++++ Material supplied ++++
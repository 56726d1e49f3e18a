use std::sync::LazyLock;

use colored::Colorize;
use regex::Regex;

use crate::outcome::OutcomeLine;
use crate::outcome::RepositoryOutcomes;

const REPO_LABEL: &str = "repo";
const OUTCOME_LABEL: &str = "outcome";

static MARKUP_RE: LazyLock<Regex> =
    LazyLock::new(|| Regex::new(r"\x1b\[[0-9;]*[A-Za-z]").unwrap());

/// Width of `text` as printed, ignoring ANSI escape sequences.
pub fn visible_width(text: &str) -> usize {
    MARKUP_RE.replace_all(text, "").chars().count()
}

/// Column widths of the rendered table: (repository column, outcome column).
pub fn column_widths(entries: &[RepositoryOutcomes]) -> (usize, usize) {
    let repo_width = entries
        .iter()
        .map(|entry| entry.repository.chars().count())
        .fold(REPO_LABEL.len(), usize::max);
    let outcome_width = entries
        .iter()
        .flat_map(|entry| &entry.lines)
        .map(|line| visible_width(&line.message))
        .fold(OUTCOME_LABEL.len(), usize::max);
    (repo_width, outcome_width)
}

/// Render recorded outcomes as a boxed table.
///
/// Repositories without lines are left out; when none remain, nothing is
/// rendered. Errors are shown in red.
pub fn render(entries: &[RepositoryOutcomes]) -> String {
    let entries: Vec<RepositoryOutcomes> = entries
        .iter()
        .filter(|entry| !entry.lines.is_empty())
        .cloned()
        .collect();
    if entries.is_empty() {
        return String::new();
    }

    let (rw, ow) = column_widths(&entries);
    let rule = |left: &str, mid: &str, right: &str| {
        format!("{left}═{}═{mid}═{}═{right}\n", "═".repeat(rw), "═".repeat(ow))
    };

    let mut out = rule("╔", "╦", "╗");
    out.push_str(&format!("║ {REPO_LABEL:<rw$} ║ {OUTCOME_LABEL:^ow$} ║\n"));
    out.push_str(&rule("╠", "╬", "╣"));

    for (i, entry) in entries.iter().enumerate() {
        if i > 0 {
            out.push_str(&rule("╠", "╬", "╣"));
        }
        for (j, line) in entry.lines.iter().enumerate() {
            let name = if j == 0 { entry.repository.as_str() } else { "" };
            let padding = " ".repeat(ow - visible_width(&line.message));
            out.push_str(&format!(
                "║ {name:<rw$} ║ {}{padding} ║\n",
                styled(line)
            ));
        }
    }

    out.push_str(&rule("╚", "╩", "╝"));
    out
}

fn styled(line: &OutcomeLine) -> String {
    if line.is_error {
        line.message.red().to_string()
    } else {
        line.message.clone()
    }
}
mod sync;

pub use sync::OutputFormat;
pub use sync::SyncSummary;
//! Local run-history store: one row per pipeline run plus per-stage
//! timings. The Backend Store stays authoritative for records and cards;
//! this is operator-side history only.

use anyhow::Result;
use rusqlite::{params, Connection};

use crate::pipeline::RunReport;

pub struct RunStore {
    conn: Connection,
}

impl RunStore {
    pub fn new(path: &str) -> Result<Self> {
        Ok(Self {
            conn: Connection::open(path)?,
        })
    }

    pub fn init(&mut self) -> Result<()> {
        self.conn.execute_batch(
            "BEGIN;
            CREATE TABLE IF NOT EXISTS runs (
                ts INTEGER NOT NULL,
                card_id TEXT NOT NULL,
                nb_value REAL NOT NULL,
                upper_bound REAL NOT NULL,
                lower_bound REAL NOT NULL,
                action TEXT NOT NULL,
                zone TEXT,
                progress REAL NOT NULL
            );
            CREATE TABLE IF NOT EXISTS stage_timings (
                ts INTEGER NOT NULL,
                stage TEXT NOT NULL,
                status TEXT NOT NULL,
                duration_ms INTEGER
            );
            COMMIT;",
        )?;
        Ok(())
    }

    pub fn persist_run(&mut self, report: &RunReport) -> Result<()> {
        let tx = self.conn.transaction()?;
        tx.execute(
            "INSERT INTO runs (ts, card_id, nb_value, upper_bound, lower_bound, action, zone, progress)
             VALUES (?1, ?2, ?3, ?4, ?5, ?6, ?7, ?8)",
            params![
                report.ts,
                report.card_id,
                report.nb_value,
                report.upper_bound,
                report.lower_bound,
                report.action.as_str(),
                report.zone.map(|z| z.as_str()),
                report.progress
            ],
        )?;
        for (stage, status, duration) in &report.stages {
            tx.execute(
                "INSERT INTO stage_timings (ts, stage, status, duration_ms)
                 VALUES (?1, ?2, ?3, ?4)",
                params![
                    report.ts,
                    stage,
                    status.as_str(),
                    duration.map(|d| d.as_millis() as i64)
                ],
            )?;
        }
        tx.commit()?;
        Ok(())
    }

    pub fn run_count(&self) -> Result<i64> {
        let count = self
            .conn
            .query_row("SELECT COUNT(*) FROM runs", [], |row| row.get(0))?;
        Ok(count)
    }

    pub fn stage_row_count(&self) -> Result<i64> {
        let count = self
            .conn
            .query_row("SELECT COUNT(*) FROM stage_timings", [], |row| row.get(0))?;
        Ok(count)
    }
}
++++
++++ Material supplied ++++
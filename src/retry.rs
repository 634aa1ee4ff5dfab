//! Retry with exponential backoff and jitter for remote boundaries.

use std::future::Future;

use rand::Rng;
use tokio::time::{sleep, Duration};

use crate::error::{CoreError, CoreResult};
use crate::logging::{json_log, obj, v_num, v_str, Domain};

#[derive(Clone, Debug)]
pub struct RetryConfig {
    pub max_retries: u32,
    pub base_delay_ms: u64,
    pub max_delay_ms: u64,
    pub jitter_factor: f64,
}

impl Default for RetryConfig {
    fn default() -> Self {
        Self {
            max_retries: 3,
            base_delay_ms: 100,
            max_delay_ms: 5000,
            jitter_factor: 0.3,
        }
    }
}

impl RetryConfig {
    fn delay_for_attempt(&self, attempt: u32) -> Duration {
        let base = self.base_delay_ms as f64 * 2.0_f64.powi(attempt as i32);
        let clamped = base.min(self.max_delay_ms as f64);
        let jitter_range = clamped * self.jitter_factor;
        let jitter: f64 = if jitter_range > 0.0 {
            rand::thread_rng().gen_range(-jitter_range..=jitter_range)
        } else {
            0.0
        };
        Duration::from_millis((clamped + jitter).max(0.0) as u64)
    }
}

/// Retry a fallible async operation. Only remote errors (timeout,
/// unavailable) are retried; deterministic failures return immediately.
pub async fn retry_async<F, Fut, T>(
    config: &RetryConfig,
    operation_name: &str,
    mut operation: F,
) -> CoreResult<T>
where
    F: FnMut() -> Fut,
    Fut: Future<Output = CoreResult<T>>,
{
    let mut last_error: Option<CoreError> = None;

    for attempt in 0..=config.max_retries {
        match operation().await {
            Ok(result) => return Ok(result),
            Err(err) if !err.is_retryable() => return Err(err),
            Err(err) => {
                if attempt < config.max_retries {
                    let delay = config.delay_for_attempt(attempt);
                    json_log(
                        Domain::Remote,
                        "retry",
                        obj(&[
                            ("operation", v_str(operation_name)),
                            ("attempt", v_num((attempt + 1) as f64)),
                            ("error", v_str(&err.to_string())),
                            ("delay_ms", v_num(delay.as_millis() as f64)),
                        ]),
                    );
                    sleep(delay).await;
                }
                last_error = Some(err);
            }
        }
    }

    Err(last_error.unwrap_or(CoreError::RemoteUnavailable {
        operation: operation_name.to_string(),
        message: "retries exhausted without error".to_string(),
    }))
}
++++
++++ Material supplied ++++
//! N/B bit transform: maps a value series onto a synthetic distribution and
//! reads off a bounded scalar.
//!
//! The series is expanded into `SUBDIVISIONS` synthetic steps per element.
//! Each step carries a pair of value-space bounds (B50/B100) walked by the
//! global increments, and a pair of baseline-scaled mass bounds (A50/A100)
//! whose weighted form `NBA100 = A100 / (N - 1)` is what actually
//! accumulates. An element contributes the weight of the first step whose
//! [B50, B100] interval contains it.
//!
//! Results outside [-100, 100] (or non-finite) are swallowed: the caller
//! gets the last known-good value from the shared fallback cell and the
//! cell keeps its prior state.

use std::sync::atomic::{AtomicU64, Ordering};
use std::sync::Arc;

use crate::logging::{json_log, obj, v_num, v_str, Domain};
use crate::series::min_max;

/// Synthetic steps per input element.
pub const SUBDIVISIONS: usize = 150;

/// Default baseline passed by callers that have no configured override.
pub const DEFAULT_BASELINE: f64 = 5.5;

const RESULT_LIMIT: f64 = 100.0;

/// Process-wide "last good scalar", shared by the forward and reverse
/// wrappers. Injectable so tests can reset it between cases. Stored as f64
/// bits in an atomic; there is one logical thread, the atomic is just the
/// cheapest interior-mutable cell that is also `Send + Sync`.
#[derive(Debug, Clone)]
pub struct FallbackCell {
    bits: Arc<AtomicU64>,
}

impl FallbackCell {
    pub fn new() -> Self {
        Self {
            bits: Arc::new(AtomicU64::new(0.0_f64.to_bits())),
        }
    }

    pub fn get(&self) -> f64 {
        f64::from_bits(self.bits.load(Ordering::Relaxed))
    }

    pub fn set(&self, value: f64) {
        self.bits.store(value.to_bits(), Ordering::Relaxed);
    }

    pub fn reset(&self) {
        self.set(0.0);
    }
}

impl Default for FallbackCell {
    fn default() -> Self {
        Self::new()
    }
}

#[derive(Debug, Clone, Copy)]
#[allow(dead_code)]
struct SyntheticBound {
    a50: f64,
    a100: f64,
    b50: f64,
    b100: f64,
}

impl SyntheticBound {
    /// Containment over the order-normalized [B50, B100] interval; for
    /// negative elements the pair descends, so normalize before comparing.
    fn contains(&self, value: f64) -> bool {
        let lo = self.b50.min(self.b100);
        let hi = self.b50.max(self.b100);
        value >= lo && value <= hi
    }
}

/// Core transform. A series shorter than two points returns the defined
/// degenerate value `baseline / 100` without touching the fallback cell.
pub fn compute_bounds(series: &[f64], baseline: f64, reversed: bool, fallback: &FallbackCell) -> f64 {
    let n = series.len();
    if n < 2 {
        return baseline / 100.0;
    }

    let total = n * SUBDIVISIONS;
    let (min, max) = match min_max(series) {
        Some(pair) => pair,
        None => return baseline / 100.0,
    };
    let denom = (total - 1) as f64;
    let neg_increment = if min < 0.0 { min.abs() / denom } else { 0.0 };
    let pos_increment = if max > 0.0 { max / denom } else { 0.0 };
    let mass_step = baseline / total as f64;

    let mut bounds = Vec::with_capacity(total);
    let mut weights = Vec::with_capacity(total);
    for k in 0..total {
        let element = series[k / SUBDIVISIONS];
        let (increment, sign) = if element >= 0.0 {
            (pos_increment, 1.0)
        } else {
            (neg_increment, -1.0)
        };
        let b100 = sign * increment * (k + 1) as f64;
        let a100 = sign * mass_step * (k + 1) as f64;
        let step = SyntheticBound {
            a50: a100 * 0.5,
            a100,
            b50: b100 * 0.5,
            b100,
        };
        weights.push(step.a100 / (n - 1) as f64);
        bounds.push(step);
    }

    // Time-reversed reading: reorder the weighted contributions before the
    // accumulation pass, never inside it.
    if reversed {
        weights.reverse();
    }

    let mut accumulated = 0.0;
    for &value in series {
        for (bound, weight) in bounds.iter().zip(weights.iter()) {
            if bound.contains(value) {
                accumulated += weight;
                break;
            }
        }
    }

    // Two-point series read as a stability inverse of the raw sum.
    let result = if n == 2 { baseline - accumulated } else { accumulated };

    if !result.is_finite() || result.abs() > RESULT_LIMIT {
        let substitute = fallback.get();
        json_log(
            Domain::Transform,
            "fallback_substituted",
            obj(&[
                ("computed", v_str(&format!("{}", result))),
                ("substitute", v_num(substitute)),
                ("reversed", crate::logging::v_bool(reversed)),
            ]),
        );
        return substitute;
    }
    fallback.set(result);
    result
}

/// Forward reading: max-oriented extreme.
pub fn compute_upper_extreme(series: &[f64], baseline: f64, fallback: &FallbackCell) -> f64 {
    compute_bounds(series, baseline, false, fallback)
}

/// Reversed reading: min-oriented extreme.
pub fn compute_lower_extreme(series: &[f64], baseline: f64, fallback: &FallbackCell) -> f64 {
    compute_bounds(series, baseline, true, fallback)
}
++++
(Task directions): Report every line in the data above in which the word "const" appears.

(Written answer):
const REPO_LABEL: &str = "repo";
const OUTCOME_LABEL: &str = "outcome";
pub const SUBDIVISIONS: usize = 150;
pub const DEFAULT_BASELINE: f64 = 5.5;
const RESULT_LIMIT: f64 = 100.0;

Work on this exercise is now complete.